Malam itu di halaman kecil “Nemu Buku”, obrolan tentang Palu masa depan dibuka dengan sesederhana suguhan pisang rebus dan kopi panas.
Di Jalan Tanjung Tururuka, Jumat malam (7/11/2025), puluhan orang duduk lesehan, menyimak satu tema yang mungkin bagi sebagian orang terasa “ilmiah” namun sesungguhnya menyangkut keselamatan hidup mereka sendiri: jejak gempa dan likuefaksi di Palu, bagaimana ia harus dipahami, dan bagaimana ia harus dikenang.
Saya datang belakangan. Duduk di baris belakang. Telinga saya langsung menangkap satu kalimat pendek dari pembicara
“Penting untuk mengonservasi jejak-jejak gempa dan likuefaksi di Palu dan menetapkan 28 September sebagai hari peringatan daerah.”
Kalimat itu datang dari Dr. Supartoyo, peneliti Badan Geologi. Ia bicara tentang apa yang sesungguhnya terjadi di Palu 28 September 2018. Tentang tanah yang bukan sekadar “bergetar”, tapi mencair, mengalir, lalu memindahkan rumah, pohon, bahkan manusia.
Sudah lebih dari tujuh tahun peristiwa itu terjadi. Namun terutama bagi warga Palu, khususnya di wilayah bekas likuefaksi, pertanyaan yang sebenarnya belum pernah benar-benar hilang adalah: “apakah itu bisa terulang?”
Di diskusi itu, fakta-fakta baru bermunculan. Beberapa bahkan tidak pernah saya dengar sebelumnya. Supartoyo menjelaskan bahwa Badan Geologi memberikan nama khusus untuk likuefaksi yang terjadi di Palu: likuefaksi tipe aliran (flow failure). Ia berbeda dari likuefaksi di banyak lokasi lain yang hanya memunculkan semburan pasir (sand blow).
“Di Palu, aliran itu bergerak dan menghancurkan. Dan ini bukan yang pertama kali,” jelasnya.
Penelitian arkeologi tanah di kawasan Jalan Pipa Air, Kelurahan Donggala Kodi, Kota Palu yang pernah dilakukan Supartoyo dan tim setelah likuefaksi 2018 membuktikan hal itu. Lapisan tanah memperlihatkan rekam jejak likuefaksi serupa pernah terjadi ratusan bahkan ribuan tahun lalu.
Dan itulah mengapa Palu punya kondisi unik; likuefaksi tipe aliran tidak bisa dihilangkan apalagi direkayasa untuk hilang. Berbeda sengan tipe Semburan pasir yang bisa dikurangi dengan metode infrastruktur tertentu. Tapi tipe aliran? Tidak bisa.

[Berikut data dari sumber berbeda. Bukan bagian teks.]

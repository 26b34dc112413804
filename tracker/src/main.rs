//! Gimbal Tracker CLI
//!
//! Tracks one catalogued satellite with a two-axis mount.
//!
//! Usage:
//!   gimbal-tracker --tle data/stations.tle --target "ISS (ZARYA)" \
//!                  --lat 42.36 --lon -71.09 --alt-m 20 \
//!                  --controller 192.168.0.50:23
//!
//!   gimbal-tracker --tle data/stations.tle --target 25544 --dry-run --max-cycles 30
//!
//!   gimbal-tracker --home --controller 192.168.0.50:23

use std::path::PathBuf;
use std::time::Duration;

use anyhow::{bail, Context, Result};
use clap::Parser;
use galil_gimbal::{GalilGimbal, GalilSettings, WriterStats};
use gimbal_core::{
    FixedGroundPosition, GimbalActuator, GroundPosition, GroundPositionProvider, JsonLinesTelemetry,
    SetupError, SimulatedGimbal, TracingTelemetry, TrackerConfig, TrackingLoop, TrackingReport,
};
use orbital_mechanics::{PropagatedTarget, TleCatalog};
use tokio::sync::watch;
use tokio::task::JoinHandle;
use tracing::{info, warn};
use tracing_subscriber::EnvFilter;

const DEFAULT_FILTER: &str = "gimbal_tracker=info,gimbal_core=info,galil_gimbal=info,orbital_mechanics=info";

#[derive(Parser, Debug)]
#[command(
    name = "gimbal-tracker",
    about = "Track a satellite with a two-axis gimbal"
)]
struct Args {
    /// TLE catalog file (2- or 3-line entries)
    #[arg(long, env = "TLE_FILE", required_unless_present = "home")]
    tle: Option<PathBuf>,

    /// Satellite name or NORAD catalog number
    #[arg(short, long, required_unless_present = "home")]
    target: Option<String>,

    /// Drive the mount to its mechanical zero and exit
    #[arg(long, conflicts_with = "target")]
    home: bool,

    /// Observer latitude, degrees north
    #[arg(long, env = "GS_LAT", allow_hyphen_values = true)]
    lat: Option<f64>,

    /// Observer longitude, degrees east
    #[arg(long, env = "GS_LON", allow_hyphen_values = true)]
    lon: Option<f64>,

    /// Observer altitude above the ellipsoid, meters
    #[arg(long, env = "GS_ALT_M", default_value_t = 0.0, allow_hyphen_values = true)]
    alt_m: f64,

    /// Tracker configuration JSON
    #[arg(short, long)]
    config: Option<PathBuf>,

    /// Galil controller address (host:port)
    #[arg(long, env = "GALIL_ADDR", conflicts_with = "dry_run")]
    controller: Option<String>,

    /// Drive a simulated mount and print per-step telemetry as JSON lines
    #[arg(long)]
    dry_run: bool,

    /// Stop after this many cycles
    #[arg(long)]
    max_cycles: Option<u32>,

    /// Seconds to wait for the mount to reach home
    #[arg(long, default_value_t = 30)]
    home_timeout_s: u64,

    /// Verbose output
    #[arg(short, long)]
    verbose: bool,
}

impl Args {
    fn ground_position(&self) -> FixedGroundPosition {
        FixedGroundPosition(match (self.lat, self.lon) {
            (Some(latitude_deg), Some(longitude_deg)) => Some(GroundPosition {
                latitude_deg,
                longitude_deg,
                altitude_m: self.alt_m,
            }),
            _ => None,
        })
    }

    fn galil_settings(&self, config: &TrackerConfig) -> GalilSettings {
        GalilSettings {
            azimuth_limits: config.azimuth_limits,
            elevation_limits: config.elevation_limits,
            ..Default::default()
        }
    }

    fn tracker_config(&self) -> Result<TrackerConfig> {
        let mut config = match &self.config {
            Some(path) => TrackerConfig::from_json_file(path)?,
            None => TrackerConfig::default(),
        };
        if self.max_cycles.is_some() {
            config.max_cycles = self.max_cycles;
        }
        config.validate()?;
        Ok(config)
    }
}

fn init_tracing(verbose: bool) {
    let filter = if verbose {
        EnvFilter::new(DEFAULT_FILTER.replace("=info", "=debug"))
    } else {
        EnvFilter::try_from_default_env().unwrap_or_else(|_| EnvFilter::new(DEFAULT_FILTER))
    };
    tracing_subscriber::fmt()
        .with_env_filter(filter)
        .with_writer(std::io::stderr)
        .init();
}

/// Flip the shutdown flag on Ctrl-C.
fn forward_ctrl_c(tx: watch::Sender<bool>) {
    tokio::spawn(async move {
        match tokio::signal::ctrl_c().await {
            Ok(()) => {
                info!("interrupt received, stopping");
                let _ = tx.send(true);
            }
            Err(e) => warn!("cannot listen for Ctrl-C: {}", e),
        }
    });
}

/// Wait for the writer so the release sequence reaches the controller.
async fn await_writer(writer: Option<JoinHandle<WriterStats>>) {
    if let Some(writer) = writer {
        match tokio::time::timeout(Duration::from_secs(5), writer).await {
            Ok(Ok(stats)) => info!(sent = stats.sent, rejected = stats.rejected, "controller link closed"),
            Ok(Err(e)) => warn!("controller writer task failed: {}", e),
            Err(_) => warn!("controller did not confirm release in time"),
        }
    }
}

async fn home(args: &Args, config: &TrackerConfig) -> Result<()> {
    if args.dry_run {
        let mut gimbal = SimulatedGimbal::new();
        gimbal.home()?;
        let (az, el) = gimbal.position();
        info!(az_deg = az, el_deg = el, "simulated mount at home");
        return Ok(());
    }
    let Some(addr) = args.controller.as_deref() else {
        bail!("no controller address: pass --controller ADDR or --dry-run");
    };
    let mut gimbal = GalilGimbal::connect(addr, args.galil_settings(config))
        .await
        .with_context(|| format!("connecting to controller at {}", addr))?;
    let writer = gimbal.take_writer();
    let parked = gimbal
        .park(Duration::from_secs(args.home_timeout_s))
        .await
        .context("homing the mount");
    gimbal.release()?;
    await_writer(writer).await;
    parked?;
    Ok(())
}

fn print_summary(report: &TrackingReport) -> Result<()> {
    info!(
        session = %report.session_id,
        cycles = report.cycles,
        commands = report.commands_sent,
        dispatch_failures = report.dispatch_failures,
        below_cutoff = report.below_cutoff,
        sample_failures = report.sample_failures,
        flip = ?report.final_flip,
        "tracking session finished"
    );
    eprintln!("{}", serde_json::to_string_pretty(report)?);
    Ok(())
}

#[tokio::main]
async fn main() -> Result<()> {
    let args = Args::parse();
    init_tracing(args.verbose);

    info!("{}", "=".repeat(60));
    info!("Gimbal Tracker");
    info!("{}", "=".repeat(60));

    let config = args.tracker_config().context("tracker configuration")?;
    if args.home {
        return home(&args, &config).await;
    }
    let (Some(tle), Some(target)) = (args.tle.as_ref(), args.target.as_deref()) else {
        bail!("--tle and --target are required unless --home is given");
    };

    let observer = args.ground_position().ground_fix()?;
    info!(
        lat = observer.latitude_deg,
        lon = observer.longitude_deg,
        alt_m = observer.altitude_m,
        "ground fix"
    );

    let catalog = TleCatalog::from_file(tle)
        .map_err(SetupError::from)
        .with_context(|| format!("loading {}", tle.display()))?;
    let satellite = catalog.find(target).map_err(SetupError::from)?.clone();
    info!("Tracking {} (NORAD {})", satellite.name, satellite.norad_id);
    let target = PropagatedTarget::new(satellite, observer).map_err(SetupError::from)?;

    let (shutdown_tx, shutdown_rx) = watch::channel(false);
    forward_ctrl_c(shutdown_tx);

    let report = if args.dry_run {
        let mut tracker = TrackingLoop::new(&config, target, SimulatedGimbal::new())?
            .with_telemetry(JsonLinesTelemetry::new(std::io::stdout()));
        let report = tracker.run(shutdown_rx).await?;
        let (az, el) = tracker.actuator().position();
        info!(az_deg = az, el_deg = el, "simulated mount final position");
        report
    } else {
        let Some(addr) = args.controller.as_deref() else {
            bail!("no controller address: pass --controller ADDR or --dry-run");
        };
        let mut gimbal = GalilGimbal::connect(addr, args.galil_settings(&config))
            .await
            .with_context(|| format!("connecting to controller at {}", addr))?;
        let writer = gimbal.take_writer();

        let mut tracker =
            TrackingLoop::new(&config, target, gimbal)?.with_telemetry(TracingTelemetry);
        let report = tracker.run(shutdown_rx).await;
        drop(tracker);
        await_writer(writer).await;
        report?
    };

    print_summary(&report)
}

#[cfg(test)]
mod tests {
    use super::*;

    #[test]
    fn test_ground_position_needs_lat_and_lon() {
        let args = Args::try_parse_from([
            "gimbal-tracker", "--tle", "x.tle", "--target", "ISS", "--lat", "42.5",
            "--lon", "-71.1", "--dry-run",
        ])
        .unwrap();
        let fix = args.ground_position().ground_fix().unwrap();
        assert_eq!(fix.latitude_deg, 42.5);
        assert_eq!(fix.longitude_deg, -71.1);
        assert_eq!(fix.altitude_m, 0.0);

        let partial = Args {
            lon: None,
            ..args
        };
        assert!(matches!(
            partial.ground_position().ground_fix(),
            Err(SetupError::NoGroundFix(_))
        ));
    }

    #[test]
    fn test_controller_conflicts_with_dry_run() {
        let parsed = Args::try_parse_from([
            "gimbal-tracker", "--tle", "x.tle", "--target", "ISS", "--controller",
            "10.0.0.2:23", "--dry-run",
        ]);
        assert!(parsed.is_err());
    }

    #[test]
    fn test_max_cycles_overrides_config() {
        let args = Args::try_parse_from([
            "gimbal-tracker", "--tle", "x.tle", "--target", "ISS", "--dry-run",
            "--max-cycles", "3",
        ])
        .unwrap();
        let config = args.tracker_config().unwrap();
        assert_eq!(config.max_cycles, Some(3));
        assert_eq!(config.sub_steps, TrackerConfig::default().sub_steps);
    }

    #[test]
    fn test_home_needs_no_target() {
        let args = Args::try_parse_from(["gimbal-tracker", "--home", "--controller", "10.0.0.2:23"])
            .unwrap();
        assert!(args.home);
        assert!(args.tle.is_none() && args.target.is_none());
        assert_eq!(args.home_timeout_s, 30);

        // tracking still needs both
        assert!(Args::try_parse_from(["gimbal-tracker", "--dry-run"]).is_err());
        assert!(Args::try_parse_from([
            "gimbal-tracker", "--home", "--target", "ISS", "--dry-run",
        ])
        .is_err());
    }

    #[tokio::test]
    async fn test_dry_run_home_succeeds() {
        let args = Args::try_parse_from(["gimbal-tracker", "--home", "--dry-run"]).unwrap();
        let config = args.tracker_config().unwrap();
        home(&args, &config).await.unwrap();
    }
}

Mitigasi satu-satunya adalah adaptasi: fondasi tiang pancang yang lebih dalam, bangunan yang lebih ringan, serta pengaturan pemanfaatan ruang yang disiplin.
Dalam pandangan Supartoyo, pengetahuan ini tidak cukup berhenti di forum akademik, diskusi, atau seminar.
Ia berharap pemerintah daerah berani membuat regulasi. Sebab payung hukum lokal akan jauh lebih menentukan dibandingkan hanya imbauan ilmiah.
“Kalau ini hanya disampaikan badan geologi, lalu tak masuk ke regulasi, ya tak akan mengubah apa pun,” katanya.
Dan dari sinilah ide itu muncul: Menetapkan 28 September sebagai hari peringatan daerah, bukan hanya untuk mengenang, tetapi menjadi pintu edukasi formal agar pengetahuan tentang risiko geologi Palu diwariskan lintas generasi.
Waktu terus mengalir. “Ngaji Likuefaksi” ini tetap hangat dan santai. Tapi sesungguhnya, dari halaman lesehan sederhana ini sebuah cara melihat Palu yang lebih jujur muncul: kota yang berdiri di atas sejarah alam yang bergerak. Kota yang pernah jatuh, dan bisa jatuh lagi, apabila jika kita mengabaikan pengetahuan.
Tak ada simpulan atau rekomendasi yang tercatat resmi dari forum ini. Tapi bahan refleksinya jelas menjadi oleh-oleh untuk saya dan seperta lainnya.
Dan kalimat yang paling mengendap di kepala saya ketika berjalan pulang malam itu adalah yang terlontar perlahan dari salah seorang peserta.
“Peristiwa Palu adalah pengetahuan. Pengetahuan itu harus dihidupkan, bukan dilupakan.”